Risks to Companies Investing in Emerging Markets White Paper

By: Frank Holder 

In recent years, American corporations have stepped up their investments in foreign markets in order to take advantage of the more rapid growth rates and industrialization movements often found abroad. To be sure, there have been significant opportunities to be seized in foreign markets and many American companies now generate as much revenue and profit from their international operations as they do from the U.S. market.

However, this trend has not come without its risks. For example, multinational companies are now facing a fast-changing environment in financial governance of their non-U.S. based operations. The Foreign Corrupt Practices Act of 1977 (FCPA), coupled with increased U.S. government scrutiny and the implementation of the Sarbanes-Oxley Act, is making it more important than ever that corporate executives enact tighter controls on their financial practices in foreign markets.

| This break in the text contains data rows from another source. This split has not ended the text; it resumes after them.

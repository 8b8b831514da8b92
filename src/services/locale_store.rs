// src/services/locale_store.rs
//
// Locale Preference Store - system (UI) language and movie (content) language
//
// CRITICAL RULES:
// - Both settings are persisted and broadcast on every local change
// - Remote changes are applied idempotently; own echoes are ignored
// - Any change evicts cached queries tagged with the previous language,
//   locally and in every context that applies the remote change
// - The locale segment of the current path wins over the stored system language

use std::sync::{Arc, Mutex};

use tokio::sync::watch;
use uuid::Uuid;

use crate::domain::{
    canonical_ui_language, is_content_language, locale_from_path, DomainError, DomainResult,
    LocalePreference,
};
use crate::events::{ChangeNotifier, MovieLanguageChanged, SubscriptionId, SystemLanguageChanged};
use crate::infrastructure::PersistedState;
use crate::repositories::KeyValueStorage;
use crate::services::query_cache::QueryCache;

pub const LOCALE_NAMESPACE: &str = "language-storage";
pub const LOCALE_VERSION: u32 = 1;

#[derive(Debug, Clone, Copy, PartialEq, Eq)]
enum LanguageSetting {
    System,
    Movie,
}

impl LanguageSetting {
    fn slot(self, prefs: &mut LocalePreference) -> &mut String {
        match self {
            LanguageSetting::System => &mut prefs.system_language,
            LanguageSetting::Movie => &mut prefs.movie_language,
        }
    }
}

pub struct LocaleStore {
    origin: Uuid,
    state: watch::Sender<LocalePreference>,
    persisted: PersistedState<LocalePreference>,
    notifier: ChangeNotifier,
    cache: Option<Arc<QueryCache>>,
    subscriptions: Mutex<Vec<SubscriptionId>>,
}

impl LocaleStore {
    /// Load persisted languages (both default to `fallback_language`) and
    /// start listening for changes made in other contexts.
    pub fn init(
        storage: Arc<dyn KeyValueStorage>,
        notifier: ChangeNotifier,
        fallback_language: &str,
        cache: Option<Arc<QueryCache>>,
    ) -> Arc<Self> {
        let persisted = PersistedState::new(storage, LOCALE_NAMESPACE, LOCALE_VERSION);
        let mut prefs = persisted.load_or(LocalePreference::with_fallback(fallback_language));
        if let Some(canonical) = canonical_ui_language(&prefs.system_language) {
            prefs.system_language = canonical.to_string();
        }
        log::info!(
            "[LOCALE] system={} movie={}",
            prefs.system_language,
            prefs.movie_language
        );

        let (state, _) = watch::channel(prefs);
        let store = Arc::new(Self {
            origin: Uuid::new_v4(),
            state,
            persisted,
            notifier,
            cache,
            subscriptions: Mutex::new(Vec::new()),
        });

        let weak = Arc::downgrade(&store);
        let system_id = store.notifier.listen::<SystemLanguageChanged, _>(move |event| {
            if let Some(store) = weak.upgrade() {
                store.apply_remote(LanguageSetting::System, event.origin, &event.language);
            }
        });

        let weak = Arc::downgrade(&store);
        let movie_id = store.notifier.listen::<MovieLanguageChanged, _>(move |event| {
            if let Some(store) = weak.upgrade() {
                store.apply_remote(LanguageSetting::Movie, event.origin, &event.language);
            }
        });

        store
            .subscriptions
            .lock()
            .unwrap_or_else(|e| e.into_inner())
            .extend(system_id.into_iter().chain(movie_id));

        store
    }

    pub fn get_system_language(&self) -> String {
        self.state.borrow().system_language.clone()
    }

    pub fn get_movie_language(&self) -> String {
        self.state.borrow().movie_language.clone()
    }

    /// Set the interface language ("ja", "zh-TW", ...).
    /// Returns false when it was already active.
    pub fn set_system_language(&self, language: &str) -> DomainResult<bool> {
        let language = canonical_ui_language(language.trim())
            .ok_or_else(|| DomainError::UnsupportedLanguage(language.to_string()))?;

        let changed = self.update(LanguageSetting::System, language);
        if changed {
            self.notifier
                .publish(SystemLanguageChanged::new(self.origin, language.to_string()));
        }
        Ok(changed)
    }

    /// Set the catalog content language. Returns false when it was already active.
    pub fn set_movie_language(&self, language: &str) -> DomainResult<bool> {
        let language = language.trim();
        if !is_content_language(language) {
            return Err(DomainError::UnsupportedLanguage(language.to_string()));
        }

        let changed = self.update(LanguageSetting::Movie, language);
        if changed {
            self.notifier
                .publish(MovieLanguageChanged::new(self.origin, language.to_string()));
        }
        Ok(changed)
    }

    /// Adopt the locale segment of a navigated path as the system language.
    /// Returns the adopted language when it differed from the stored one.
    pub fn reconcile_with_path(&self, path: &str) -> Option<String> {
        let language = locale_from_path(path)?;
        if self.state.borrow().system_language == language {
            return None;
        }
        match self.set_system_language(language) {
            Ok(true) => Some(language.to_string()),
            _ => None,
        }
    }

    pub fn state(&self) -> LocalePreference {
        self.state.borrow().clone()
    }

    pub fn subscribe(&self) -> watch::Receiver<LocalePreference> {
        self.state.subscribe()
    }

    pub async fn flush(&self) {
        self.persisted.flush().await;
    }

    pub fn dispose(&self) {
        let ids: Vec<SubscriptionId> = self
            .subscriptions
            .lock()
            .unwrap_or_else(|e| e.into_inner())
            .drain(..)
            .collect();
        for id in ids {
            self.notifier.unlisten(id);
        }
    }

    /// Store `language` locally and persist it. Evicts the previous language's cache.
    fn update(&self, setting: LanguageSetting, language: &str) -> bool {
        let mut previous = None;
        self.state.send_if_modified(|prefs| {
            let slot = setting.slot(prefs);
            if slot.as_str() == language {
                return false;
            }
            previous = Some(std::mem::replace(slot, language.to_string()));
            self.persisted.save(prefs);
            true
        });

        match previous {
            Some(previous) => {
                log::info!("[LOCALE] {:?} language {} -> {}", setting, previous, language);
                self.evict(&previous);
                true
            }
            None => false,
        }
    }

    fn apply_remote(&self, setting: LanguageSetting, origin: Uuid, language: &str) {
        if origin == self.origin {
            return;
        }

        let mut previous = None;
        self.state.send_if_modified(|prefs| {
            let slot = setting.slot(prefs);
            if slot.as_str() == language {
                return false;
            }
            previous = Some(std::mem::replace(slot, language.to_string()));
            true
        });

        if let Some(previous) = previous {
            log::debug!("[LOCALE] applied remote {:?} language {}", setting, language);
            self.evict(&previous);
        }
    }

    fn evict(&self, language: &str) {
        if let Some(cache) = &self.cache {
            cache.invalidate_language(language);
        }
    }
}

impl Drop for LocaleStore {
    fn drop(&mut self) {
        self.dispose();
    }
}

This creates a serious challenge today for companies to successfully monitor and control the financial practices of their own offices around the world, as well as the activities that take place from subsidiaries in places that are far removed from corporate headquarters. It is absolutely incumbent upon corporate leadership teams - especially the in-house legal department. the audit committee of the board of directors, and the CFO - to address this difficult task head-on.

The purpose of this white paper is to review some of the risks associated with companies making investments in foreign markets, then to explore some of the mitigating steps that can be taken by corporate executives and board members to try to limit a company's exposure to those risks.